Выбрать главу

Каково мое личное отношение к ним?

В церковном брожении партия младороссов, стоя в общем на религиозной позиции, не указала, однако, определенной линии среди эмигрантских церквей. Их сначала было две: Карловацкая (или антониевская) и Парижская (или евлогиевская). Из них "младороссы предпочитали" сначала евлогиевскую, так как она была все же ближе к Русской, находившейся на родине. Но когда в 1921 году обе они отделились от Матери-Церкви и образовалась третья, наша Патриаршая, Церковь, связанная с Московской Патриархией, то выдающиеся члены этой группы с А.А.Казем-Беком во главе перешли к нам. Думаю, по той же причине, что мы имели реальную связь с родной Церковью в России.

А перед этим ко мне, как возглавителю Патриаршей Церкви в Париже, пришли представители младоросской группы с вопросами.

- Можем ли мы, состоя в нашей группе и проводя свои политические воззрения борьбы с советской властью, принадлежать к Патриаршей Церкви?

- Можете.

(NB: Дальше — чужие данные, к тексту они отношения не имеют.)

//! MCP protocol tests
//!
//! Drive the JSON-RPC surface end to end through both transports with an
//! in-memory vault behind it.

mod common;

use std::sync::atomic::Ordering;
use std::sync::Arc;

use axum::body::{to_bytes, Body};
use axum::http::{Request, StatusCode};
use common::{service, FakeVault, COMPARTMENT_ID, SECRET_ID, VAULT_ID};
use oci_vault_mcp_server::mcp::http::{router, ServerState};
use oci_vault_mcp_server::mcp::stdio::serve_lines;
use oci_vault_mcp_server::mcp::McpServer;
use serde_json::{json, Value};
use tower::ServiceExt;

fn server(vault: &Arc<FakeVault>) -> McpServer {
    McpServer::new(Arc::new(service(
        vault,
        Some(VAULT_ID),
        Some(COMPARTMENT_ID),
    )))
}

async fn call(server: &McpServer, message: Value) -> Value {
    let response = server
        .handle_message(&message.to_string())
        .await
        .expect("expected a response");
    serde_json::to_value(response).unwrap()
}

#[tokio::test]
async fn test_initialize_negotiates_protocol_version() {
    let server = server(&Arc::new(FakeVault::default()));

    let response = call(
        &server,
        json!({
            "jsonrpc": "2.0",
            "id": 1,
            "method": "initialize",
            "params": { "protocolVersion": "2025-03-26", "capabilities": {} }
        }),
    )
    .await;
    assert_eq!(response["id"], 1);
    assert_eq!(response["result"]["protocolVersion"], "2025-03-26");
    assert_eq!(response["result"]["serverInfo"]["name"], "oci-vault-mcp-server");

    let response = call(
        &server,
        json!({
            "jsonrpc": "2.0",
            "id": 2,
            "method": "initialize",
            "params": { "protocolVersion": "2023-01-01" }
        }),
    )
    .await;
    assert_eq!(response["result"]["protocolVersion"], "2025-06-18");
}

#[tokio::test]
async fn test_notifications_get_no_response() {
    let server = server(&Arc::new(FakeVault::default()));
    let response = server
        .handle_message(r#"{"jsonrpc":"2.0","method":"notifications/initialized"}"#)
        .await;
    assert!(response.is_none());
}

#[tokio::test]
async fn test_ping_and_unknown_method() {
    let server = server(&Arc::new(FakeVault::default()));

    let response = call(&server, json!({"jsonrpc": "2.0", "id": "p", "method": "ping"})).await;
    assert_eq!(response["result"], json!({}));

    let response = call(
        &server,
        json!({"jsonrpc": "2.0", "id": 7, "method": "resources/list"}),
    )
    .await;
    assert_eq!(response["error"]["code"], -32601);
    assert_eq!(response["id"], 7);
}

#[tokio::test]
async fn test_parse_error_has_null_id() {
    let server = server(&Arc::new(FakeVault::default()));
    let response = server.handle_message("{not json").await.unwrap();
    let response = serde_json::to_value(response).unwrap();
    assert_eq!(response["error"]["code"], -32700);
    assert!(response["id"].is_null());
}

#[tokio::test]
async fn test_tools_list_advertises_every_tool_with_schemas() {
    let server = server(&Arc::new(FakeVault::default()));
    let response = call(
        &server,
        json!({"jsonrpc": "2.0", "id": 1, "method": "tools/list"}),
    )
    .await;

    let tools = response["result"]["tools"].as_array().unwrap();
    let names: Vec<&str> = tools.iter().map(|t| t["name"].as_str().unwrap()).collect();
    for expected in [
        "list_secrets",
        "search_secrets",
        "get_secret_metadata",
        "list_secret_versions",
        "get_secret_value",
        "get_secret",
        "configure_vault",
        "get_vault_config",
        "create_secret",
        "update_secret",
        "update_secret_metadata",
        "delete_secret",
    ] {
        assert!(names.contains(&expected), "missing tool {expected}");
    }

    let create = tools.iter().find(|t| t["name"] == "create_secret").unwrap();
    let required = create["inputSchema"]["required"].as_array().unwrap();
    assert!(required.contains(&json!("name")));
    assert!(required.contains(&json!("secret_value")));
    assert!(create["outputSchema"]["properties"]["secret_id"].is_object());
}

#[tokio::test]
async fn test_tools_call_success_carries_structured_content() {
    let vault = Arc::new(FakeVault::with_secrets(3));
    let server = server(&vault);

    let response = call(
        &server,
        json!({
            "jsonrpc": "2.0",
            "id": 3,
            "method": "tools/call",
            "params": { "name": "list_secrets", "arguments": { "limit": 2 } }
        }),
    )
    .await;

    let result = &response["result"];
    assert_eq!(result["isError"], false);
    assert_eq!(result["structuredContent"]["result"].as_array().unwrap().len(), 2);
    let text: Value =
        serde_json::from_str(result["content"][0]["text"].as_str().unwrap()).unwrap();
    assert_eq!(text, result["structuredContent"]);
}

#[tokio::test]
async fn test_tools_call_failure_is_a_tool_error_not_a_protocol_error() {
    let vault = Arc::new(FakeVault::default());
    let server = server(&vault);

    let response = call(
        &server,
        json!({
            "jsonrpc": "2.0",
            "id": 4,
            "method": "tools/call",
            "params": {
                "name": "delete_secret",
                "arguments": { "secret_id": SECRET_ID, "time_of_deletion_in_days": 3 }
            }
        }),
    )
    .await;

    assert!(response.get("error").is_none());
    assert_eq!(response["result"]["isError"], true);
    assert!(response["result"]["content"][0]["text"]
        .as_str()
        .unwrap()
        .contains("time_of_deletion_in_days"));
    assert!(vault.calls().is_empty());
}

#[tokio::test]
async fn test_tools_call_rejects_unknown_arguments() {
    let vault = Arc::new(FakeVault::default());
    let server = server(&vault);

    let response = call(
        &server,
        json!({
            "jsonrpc": "2.0",
            "id": 5,
            "method": "tools/call",
            "params": { "name": "get_secret", "arguments": { "secret_id": SECRET_ID, "extra": 1 } }
        }),
    )
    .await;
    assert_eq!(response["result"]["isError"], true);
    assert_eq!(vault.constructions(), 0);
}

#[tokio::test]
async fn test_tools_call_unknown_tool_and_missing_name() {
    let server = server(&Arc::new(FakeVault::default()));

    let response = call(
        &server,
        json!({
            "jsonrpc": "2.0",
            "id": 6,
            "method": "tools/call",
            "params": { "name": "read_plaintext" }
        }),
    )
    .await;
    assert_eq!(response["error"]["code"], -32602);

    let response = call(
        &server,
        json!({"jsonrpc": "2.0", "id": 7, "method": "tools/call", "params": {}}),
    )
    .await;
    assert_eq!(response["error"]["code"], -32602);
}

#[tokio::test]
async fn test_get_vault_config_accepts_missing_arguments() {
    let server = server(&Arc::new(FakeVault::default()));
    let response = call(
        &server,
        json!({
            "jsonrpc": "2.0",
            "id": 8,
            "method": "tools/call",
            "params": { "name": "get_vault_config" }
        }),
    )
    .await;
    let config = &response["result"]["structuredContent"];
    assert_eq!(config["vault_id"], VAULT_ID);
    assert_eq!(config["configured"], true);
}

#[tokio::test]
async fn test_stdio_transport_answers_line_by_line() {
    let server = server(&Arc::new(FakeVault::default()));
    let input = concat!(
        r#"{"jsonrpc":"2.0","id":1,"method":"ping"}"#,
        "\n",
        "\n",
        r#"{"jsonrpc":"2.0","method":"notifications/initialized"}"#,
        "\n",
        r#"{"jsonrpc":"2.0","id":2,"method":"tools/list"}"#,
        "\n",
    );
    let mut output: Vec<u8> = Vec::new();

    serve_lines(&server, input.as_bytes(), &mut output)
        .await
        .unwrap();

    let lines: Vec<Value> = String::from_utf8(output)
        .unwrap()
        .lines()
        .map(|line| serde_json::from_str(line).unwrap())
        .collect();
    assert_eq!(lines.len(), 2);
    assert_eq!(lines[0]["id"], 1);
    assert_eq!(lines[1]["id"], 2);
}

#[tokio::test]
async fn test_stdio_transport_survives_invalid_utf8() {
    let server = server(&Arc::new(FakeVault::default()));
    let mut input: Vec<u8> = b"\xff\xfe{\"jsonrpc\"}\n".to_vec();
    input.extend_from_slice(br#"{"jsonrpc":"2.0","id":1,"method":"ping"}"#);
    input.push(b'\n');
    let mut output: Vec<u8> = Vec::new();

    serve_lines(&server, input.as_slice(), &mut output)
        .await
        .unwrap();

    let lines: Vec<Value> = String::from_utf8(output)
        .unwrap()
        .lines()
        .map(|line| serde_json::from_str(line).unwrap())
        .collect();
    assert_eq!(lines.len(), 2);
    assert_eq!(lines[0]["error"]["code"], -32700);
    assert!(lines[0]["id"].is_null());
    assert_eq!(lines[1]["id"], 1);
    assert_eq!(lines[1]["result"], json!({}));
}

#[tokio::test]
async fn test_http_transport_routes() {
    let state = Arc::new(ServerState::new(server(&Arc::new(FakeVault::default()))));
    let app = router(Arc::clone(&state));

    let response = app
        .clone()
        .oneshot(
            Request::post("/mcp")
                .header("content-type", "application/json")
                .body(Body::from(r#"{"jsonrpc":"2.0","id":1,"method":"ping"}"#))
                .unwrap(),
        )
        .await
        .unwrap();
    assert_eq!(response.status(), StatusCode::OK);
    let body = to_bytes(response.into_body(), usize::MAX).await.unwrap();
    let body: Value = serde_json::from_slice(&body).unwrap();
    assert_eq!(body["result"], json!({}));

    let response = app
        .clone()
        .oneshot(
            Request::post("/mcp")
                .body(Body::from(
                    r#"{"jsonrpc":"2.0","method":"notifications/initialized"}"#,
                ))
                .unwrap(),
        )
        .await
        .unwrap();
    assert_eq!(response.status(), StatusCode::ACCEPTED);

    let response = app
        .clone()
        .oneshot(Request::get("/readyz").body(Body::empty()).unwrap())
        .await
        .unwrap();
    assert_eq!(response.status(), StatusCode::SERVICE_UNAVAILABLE);

    state.is_ready.store(true, Ordering::Relaxed);
    let response = app
        .clone()
        .oneshot(Request::get("/readyz").body(Body::empty()).unwrap())
        .await
        .unwrap();
    assert_eq!(response.status(), StatusCode::OK);

    let response = app
        .oneshot(Request::get("/healthz").body(Body::empty()).unwrap())
        .await
        .unwrap();
    assert_eq!(response.status(), StatusCode::OK);
}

Наша Церковь не требует от мирян никакой определенной политической программы, но только вы не можете выступать с вашей

борьбой как прихожане наши. Этого не дозволяет наша лояльность к советской власти.

Делегаты удовлетворились, но задали мне второй вопрос:

- А что вы, как представитель Патриаршей Церкви, думаете о позиции нашей партии?

- Откровенно сказать, по отношению к советской власти я не считал ее правильной по существу и исторически верной. Правильную позицию приняла вся наша родина и вся наша Церковь: признала советскую власть. Это правильно, а ваша линия неверна. И именно поэтому ваше направление не выдержит исторической пробы, не устоит. Но это уже ваше дело. Я мог бы дать совет стать на русскую церковную точку зрения, а не продолжать эмигрантскую борьбу против советской власти. Но вы едва ли в силах встать на нее. Это еще вообще трудно вам и эмиграции: политически она антисоветская, а религиозно - слабая, не способная принять духовную позицию Патриаршей Церкви. И я это понимаю, сам с большим трудом пришел к лояльности Церкви перед советской властью.

На этом разговор кончился, и младороссы в Париже пристали к нам. Впрочем, в Нью-Йорке они были с карловчанами, также и в Бразилии. Один из них, Шевич, был усерднейшим и очень религиозным членом нашего приходского совета.

Впоследствии, уже при немецкой оккупации Парижа, он после сидения в концлагере принял монашество с именем Сергий, в память о Московском митрополите Сергии, которого он глубоко чтил. Между прочим, как мне говорил в Америке Казем-Бек, немцы освободили его из лагеря именно ради вступления его в монашество. Казем-Бек, по моему мнению, недостаточно придал значения уходу видного своего сотрудника из партии: он больше смотрел на это как на частное, духовно прекрасное дело Шевича. Но тут нужно усмотреть и политическую сторону: Шевич разочаровался в политической эмигрантской деятельности вообще и младороссов в частности. Это я точно знаю из его письма ко мне в Америку. Единственно важным делом, полезным не только для себя, но даже и для родины, он стал считать прежде всего духовную работу над собой, без нее он перестал верить в правильность и политических принципов и установок и в самую возможность встать на правильный путь. Если угодно, его уход был не просто и не только личным религиозным актом, но и результатом сознания ошибочности младоросского движения, И выпустили его, конечно, не ради монашеского пострига, а как человека, разочаровавшегося в неприятной немцам политической антигерманской группе. Но они не учли того, что будущий монах станет на позицию того Сергия, имя которого он принял, то есть тоже будет патриотом в борьбе с ними... Только иным путем, чем младороссы...

Я считаю его шаг хотя и необязательным, но правильным. Мое наблюдение над всей эмиграцией давно убедило меня тысячами фактов, что вся наша беда происходит от неправильной духовной установки, от недостаточной религиозности и от самочинного неверия в Православную Церковь. О. Сергий Шевич будет одним из церковно-общественных деятелей нового поколения - теперь ему около 37 лет. Дай Бог ему сил на это. Конечно, он не ради будущей деятельности ушел в монастырь, но тем ценнее и выше по своим добрым разным последствиям его постриг. Кто знает, какая значительная величина вырастет из него! А он человек редкой чистоты души, искренности и воспитанности, но в то же время и твердой решительности.